There are things about previous versions of myself that I miss. And in the same breath, I would definitely not want to revert to a younger me if given an opportunity.
On the one hand, we long for our past passion, drive, self-discipline, and beauty. But on the other hand, we remember how lost we felt, how naive we were, and how narrow our focus seemed to be.
It is easy to judge ourselves for this feeling of longing. The second arrow of judgment comes from a) feeling shitty that you’ve lost touch with one of your own past qualities, and b) adding in a layer of criticism for the fact that the present you can’t just STFU and be grateful for what you currently have.1 Another name for this is self-pity.
Today’s newsletter is not necessarily a defense of self-pity but rather a reframe.2
The question that I have been considering lately is why do I make this missing wrong?
Why do I move from longing for a version of myself that (I claim) only existed in the past to shaming myself for wanting her return?
I am going to use twenty-year-old Charlotte studying abroad in New Zealand as an example for the sake of broadening our understanding.
When I look at this version of myself with a yoga mat strapped to my back, a bright pink beanie on my head, and remember the feeling of how freezing cold the sand was in my gold Haviannas but how little it mattered because I had just woken up in a tent, made a cup of disgustingly perfect instant coffee with my friends,3 and was about to meander through Abel Tasman for the rest of the day, I am envious of her sense of adventure.
That envy points me towards a specific craving. I am not bad or wrong for looking at that version of myself and missing her.
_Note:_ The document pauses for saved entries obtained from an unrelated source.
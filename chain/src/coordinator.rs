//! The coordinator's processing loop.
//!
//! One loop drives an election end to end: replay the chain history into
//! the engine, then for every batch stage the transition, have the bridge
//! attest the claimed root, submit the attested root, and only then commit.
//! An attestation failure stops the loop before anything from the failing
//! batch becomes live.

use rand::Rng;
use tracing::info;

use sotto_core::{Election, TallyResult};
use sotto_curve::PointOps;
use sotto_hash::FieldHash;
use sotto_prover::{ProofBridge, RootAttestation, WitnessGenerator};

use crate::errors::ChainResult;
use crate::ingest::EventIngester;
use crate::source::{BatchSubmitter, EventSource};

pub struct Coordinator<S, T, W> {
    source: S,
    submitter: T,
    bridge: ProofBridge<W>,
}

impl<S: EventSource, T: BatchSubmitter, W: WitnessGenerator> Coordinator<S, T, W> {
    pub fn new(source: S, submitter: T, bridge: ProofBridge<W>) -> Self {
        Self {
            source,
            submitter,
            bridge,
        }
    }

    pub fn source(&self) -> &S {
        &self.source
    }

    /// Pull the event history and replay it into the election
    pub async fn sync<H: FieldHash, C: PointOps>(
        &self,
        election: &mut Election<H, C>,
        ingester: &mut EventIngester,
    ) -> ChainResult<usize> {
        let from_block = ingester.cursor().map(|(block, _)| block).unwrap_or(0);
        let events = self.source.fetch_events(from_block).await?;
        let applied = ingester.apply_all(election, &events)?;
        info!(fetched = events.len(), applied, "synchronized with the chain");
        Ok(applied)
    }

    /// Close voting and drive every batch through stage, attest, submit,
    /// commit, newest window first.
    pub async fn process<H: FieldHash, C: PointOps, R: Rng>(
        &self,
        election: &mut Election<H, C>,
        rng: &mut R,
    ) -> ChainResult<Vec<RootAttestation>> {
        let batches = election.begin_processing()?;
        let mut attestations = Vec::with_capacity(batches as usize);

        while let Some(batch_index) = election.period().next_batch_index() {
            let fresh_zero = election.sample_zero_leaf(rng);
            let staged = election.stage_batch(batch_index, fresh_zero)?;
            let attestation = self.bridge.attest(staged.inputs())?;
            self.submitter.submit(&attestation).await?;
            election.commit_batch(staged)?;
            attestations.push(attestation);
        }

        info!(batches = attestations.len(), "all batches processed");
        Ok(attestations)
    }

    /// Full run: sync, process every batch, seal the tally
    pub async fn run<H: FieldHash, C: PointOps, R: Rng>(
        &self,
        election: &mut Election<H, C>,
        ingester: &mut EventIngester,
        rng: &mut R,
    ) -> ChainResult<TallyResult> {
        self.sync(election, ingester).await?;
        self.process(election, rng).await?;
        Ok(election.seal()?)
    }
}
I am giving my present self more information about what I want to cultivate in this current chapter of life.
This goes for any chapter, any moment, and any feeling.
Instead of judging ourselves for the woah is me feeling that can accompany a period of reminiscing, what if we are able to use it to our advantage in illuminating the things that we are wanting now?
I think about the following quote all the time.
It’s really hard to know what you want but it’s really easy to get it when you do.— Noah Kagan4
That stirring feeling, the wanting feeling, the seeking-validation feeling… those all happen in the moments prior to discovering what it is that you really need. Once that discovery has been made, the act of service that you embark upon to bring that to yourself feels as good as— if not better than— the arrival of whatever it is that you are after in itself.
Maybe you just need a small challenge.
Sometimes the small challenge you create to cultivate a past quality again feels really good.
Maybe you miss the version of you that read before bed instead of doom-scrolling social media, so you order a digital alarm clock and give your phone a timeout on the kitchen charger from 10 pm to 30+ mins after you wake up the following morning.
Or maybe you feel like your conversations with your partner lately have lacked substance so you start going on podcast walks after dinner and pausing midway to discuss.
Or maybe what you need is actually a momentary distraction.
Sometimes, the recognition of what you want after recalling a past version of yourself is bigger than the previous examples. Perhaps you remember a version of yourself that felt more purposeful, passionate, intense, and driven. That version was focused on a project that gave you life, that consumed your waking thoughts, that made you want to learn, listen, grow, and improve.
Perhaps you miss a version of yourself that was in a committed relationship and you’re ready for that again.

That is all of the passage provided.